* _PROBLEM REQUIREMENTS_
Which lines of the records contain the word "settings"? Copy each one.

* _Records excerpted from a collection_

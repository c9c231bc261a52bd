//! CLI command implementations

pub mod account;
pub mod transfer;
pub mod user;

use std::path::PathBuf;
use std::str::FromStr;

use anyhow::{Context, Result};
use rust_decimal::Decimal;
use serde::Serialize;
use tracing_subscriber::EnvFilter;
use uuid::Uuid;

use ledger_core::config::Config;
use ledger_core::{Error, ErrorKind, LedgerContext, OperationResult};

/// Get the ledger directory from environment or default
pub fn get_ledger_dir() -> Result<PathBuf> {
    if let Ok(dir) = std::env::var("LEDGER_DIR") {
        return Ok(PathBuf::from(dir));
    }
    let home = dirs::home_dir().context("Could not find home directory; set LEDGER_DIR")?;
    Ok(home.join(".ledger"))
}

/// Get or create ledger context
pub fn get_context() -> Result<LedgerContext> {
    let ledger_dir = get_ledger_dir()?;
    LedgerContext::new(&ledger_dir)
        .with_context(|| format!("Failed to open ledger in {}", ledger_dir.display()))
}

/// Install the stderr log subscriber
///
/// Filter precedence: `--verbose`, then `RUST_LOG`, then `logLevel` from settings.
pub fn init_logging(verbose: bool) {
    let filter = if verbose {
        EnvFilter::new("debug")
    } else {
        EnvFilter::try_from_default_env().unwrap_or_else(|_| {
            let level = get_ledger_dir()
                .ok()
                .and_then(|dir| Config::load(&dir).ok())
                .map(|config| config.log_level)
                .unwrap_or_else(|| "warn".to_string());
            EnvFilter::new(level)
        })
    };

    // A second init (tests) is harmless
    let _ = tracing_subscriber::fmt()
        .with_env_filter(filter)
        .with_writer(std::io::stderr)
        .with_target(false)
        .try_init();
}

/// Outward classification of a failed command
///
/// Anything that is not a ledger error (I/O, prompts, settings) is internal.
pub fn error_kind(err: &anyhow::Error) -> ErrorKind {
    err.downcast_ref::<Error>()
        .map(Error::kind)
        .unwrap_or(ErrorKind::Internal)
}

/// Process exit code for a failed command
pub fn exit_code(err: &anyhow::Error) -> u8 {
    match error_kind(err) {
        ErrorKind::InvalidRequest => 2,
        ErrorKind::NotFound => 3,
        ErrorKind::Internal => 1,
    }
}

/// JSON envelope for a failed command
pub fn failure_envelope(err: &anyhow::Error) -> OperationResult<()> {
    OperationResult {
        success: false,
        data: None,
        error: Some(format!("{:#}", err)),
        error_kind: Some(error_kind(err)),
    }
}

pub fn parse_id(value: &str, what: &str) -> Result<Uuid> {
    Uuid::parse_str(value.trim())
        .map_err(|_| Error::invalid(format!("'{}' is not a valid {} id", value, what)).into())
}

pub fn parse_amount(value: &str) -> Result<Decimal> {
    Decimal::from_str(value.trim())
        .map_err(|_| Error::invalid(format!("'{}' is not a valid amount", value)).into())
}

/// Print a successful core result, either as a JSON envelope or through `render`
///
/// Failures are returned untouched; `main` reports them.
pub fn emit<T: Serialize>(
    json: bool,
    result: ledger_core::domain::result::Result<T>,
    render: impl FnOnce(&T) -> Result<()>,
) -> Result<()> {
    let data = result?;
    if json {
        println!("{}", serde_json::to_string_pretty(&OperationResult::ok(data))?);
        Ok(())
    } else {
        render(&data)
    }
}

#[cfg(test)]
mod tests {
    use super::*;

    #[test]
    fn test_exit_codes_follow_error_kind() {
        assert_eq!(exit_code(&Error::invalid("bad").into()), 2);
        assert_eq!(exit_code(&Error::not_found("gone").into()), 3);
        assert_eq!(exit_code(&Error::internal("boom").into()), 1);
        assert_eq!(exit_code(&anyhow::anyhow!("plain")), 1);

        let wrapped = anyhow::Error::from(Error::not_found("gone")).context("while showing");
        assert_eq!(exit_code(&wrapped), 3);
    }

    #[test]
    fn test_failure_envelope() {
        let envelope = failure_envelope(&Error::invalid("insufficient funds").into());
        let json = serde_json::to_value(&envelope).unwrap();
        assert_eq!(json["success"], false);
        assert_eq!(json["error_kind"], "invalid_request");
        assert!(json["error"].as_str().unwrap().contains("insufficient funds"));
    }

    #[test]
    fn test_parse_helpers_reject_garbage_as_invalid_request() {
        assert_eq!(exit_code(&parse_id("nope", "account").unwrap_err()), 2);
        assert_eq!(exit_code(&parse_amount("ten").unwrap_err()), 2);
        assert_eq!(parse_amount(" 10.50 ").unwrap(), Decimal::new(1050, 2));
    }
}
//! Account command - open, fund, inspect and close accounts

use anyhow::Result;
use clap::Subcommand;
use colored::Colorize;
use comfy_table::Cell;
use dialoguer::Confirm;
use serde::Serialize;
use uuid::Uuid;

use ledger_core::{Error, Transfer};

use super::{emit, get_context, parse_amount, parse_id};
use crate::output;

#[derive(Subcommand)]
pub enum AccountCommands {
    /// Open an account for a user
    New {
        /// Owner's user ID
        #[arg(long)]
        user: String,
        /// Three-letter currency code
        #[arg(long, default_value = "USD")]
        currency: String,
        /// Opening balance
        #[arg(long, default_value = "0")]
        balance: String,
        /// Output as JSON
        #[arg(long)]
        json: bool,
    },

    /// Show an account's currency and balance
    Show {
        /// Account ID
        id: String,
        /// Output as JSON
        #[arg(long)]
        json: bool,
    },

    /// Add funds to an account
    Deposit {
        /// Account ID
        id: String,
        /// Amount to add
        amount: String,
        /// Output as JSON
        #[arg(long)]
        json: bool,
    },

    /// List transfers in and out of an account
    History {
        /// Account ID
        id: String,
        /// Output as JSON
        #[arg(long)]
        json: bool,
    },

    /// Delete an account
    Remove {
        /// Account ID
        id: String,
        /// Skip confirmation prompt
        #[arg(long, short)]
        force: bool,
        /// Output as JSON (requires --force)
        #[arg(long)]
        json: bool,
    },
}

#[derive(Serialize)]
struct Created {
    account_id: Uuid,
}

pub fn run(command: AccountCommands) -> Result<()> {
    match command {
        AccountCommands::New { user, currency, balance, json } => {
            run_new(&user, &currency, &balance, json)
        }
        AccountCommands::Show { id, json } => run_show(&id, json),
        AccountCommands::Deposit { id, amount, json } => run_deposit(&id, &amount, json),
        AccountCommands::History { id, json } => run_history(&id, json),
        AccountCommands::Remove { id, force, json } => run_remove(&id, force, json),
    }
}

fn run_new(user: &str, currency: &str, balance: &str, json: bool) -> Result<()> {
    let user_id = parse_id(user, "user")?;
    let balance = parse_amount(balance)?;
    let ctx = get_context()?;

    let result = ctx
        .account_service
        .create_account(user_id, currency, balance)
        .map(|account_id| Created { account_id });

    emit(json, result, |created| {
        output::success("Account created");
        println!("  Account ID: {}", created.account_id);
        Ok(())
    })
}

fn run_show(id: &str, json: bool) -> Result<()> {
    let account_id = parse_id(id, "account")?;
    let ctx = get_context()?;

    emit(json, ctx.account_service.get_account(account_id), |account| {
        println!(
            "\n  {}  {}\n",
            output::format_amount(account.balance).bold(),
            account.currency
        );
        Ok(())
    })
}

fn run_deposit(id: &str, amount: &str, json: bool) -> Result<()> {
    let account_id = parse_id(id, "account")?;
    let amount = parse_amount(amount)?;
    let ctx = get_context()?;

    emit(json, ctx.account_service.deposit(account_id, amount), |account| {
        output::success(&format!(
            "Deposited. New balance: {} {}",
            output::format_amount(account.balance),
            account.currency
        ));
        Ok(())
    })
}

fn run_history(id: &str, json: bool) -> Result<()> {
    let account_id = parse_id(id, "account")?;
    let ctx = get_context()?;

    let result = ctx.account_service.find(account_id).and_then(|account| {
        let transfers = ctx.account_service.get_transfers(account_id)?;
        Ok((account.currency, transfers))
    });

    let (currency, transfers) = result?;
    emit(json, Ok(transfers), |transfers| {
        print_history(account_id, &currency, transfers);
        Ok(())
    })
}

fn print_history(account_id: Uuid, currency: &str, transfers: &[Transfer]) {
    if transfers.is_empty() {
        output::hint("No transfers");
        return;
    }

    let mut table = output::create_table();
    table.set_header(vec!["When", "Direction", "Counterparty", "Amount", "Request ID"]);
    for transfer in transfers {
        let (direction, counterparty) = if transfer.from_account_id == account_id {
            ("out".red(), transfer.to_account_id)
        } else {
            ("in".green(), transfer.from_account_id)
        };
        table.add_row(vec![
            Cell::new(transfer.created_at.format("%Y-%m-%d %H:%M:%S")),
            Cell::new(direction),
            Cell::new(counterparty),
            output::amount_cell(transfer.amount, currency),
            Cell::new(&transfer.request_id),
        ]);
    }
    println!("{table}");
}

fn run_remove(id: &str, force: bool, json: bool) -> Result<()> {
    let account_id = parse_id(id, "account")?;
    if json && !force {
        return Err(Error::invalid("--json cannot prompt; pass --force to remove").into());
    }

    let ctx = get_context()?;

    // Confirm removal unless --force
    if !force {
        let account = ctx.account_service.find(account_id)?;
        println!(
            "\n{}",
            format!(
                "This will delete account {} holding {} {}.",
                account.id,
                output::format_amount(account.balance),
                account.currency
            )
            .yellow()
        );
        output::hint("Transfer records that mention it are kept.\n");

        if !Confirm::new()
            .with_prompt("Are you sure?")
            .default(false)
            .interact()?
        {
            output::hint("Cancelled\n");
            return Ok(());
        }
    }

    emit(json, ctx.account_service.delete_account(account_id), |removed| {
        output::success(&format!("Account {} removed", removed));
        Ok(())
    })
}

* _RESULT OF THIS TASK_
/// Filter precedence: `--verbose`, then `RUST_LOG`, then `logLevel` from settings.
/// Anything that is not a ledger error (I/O, prompts, settings) is internal.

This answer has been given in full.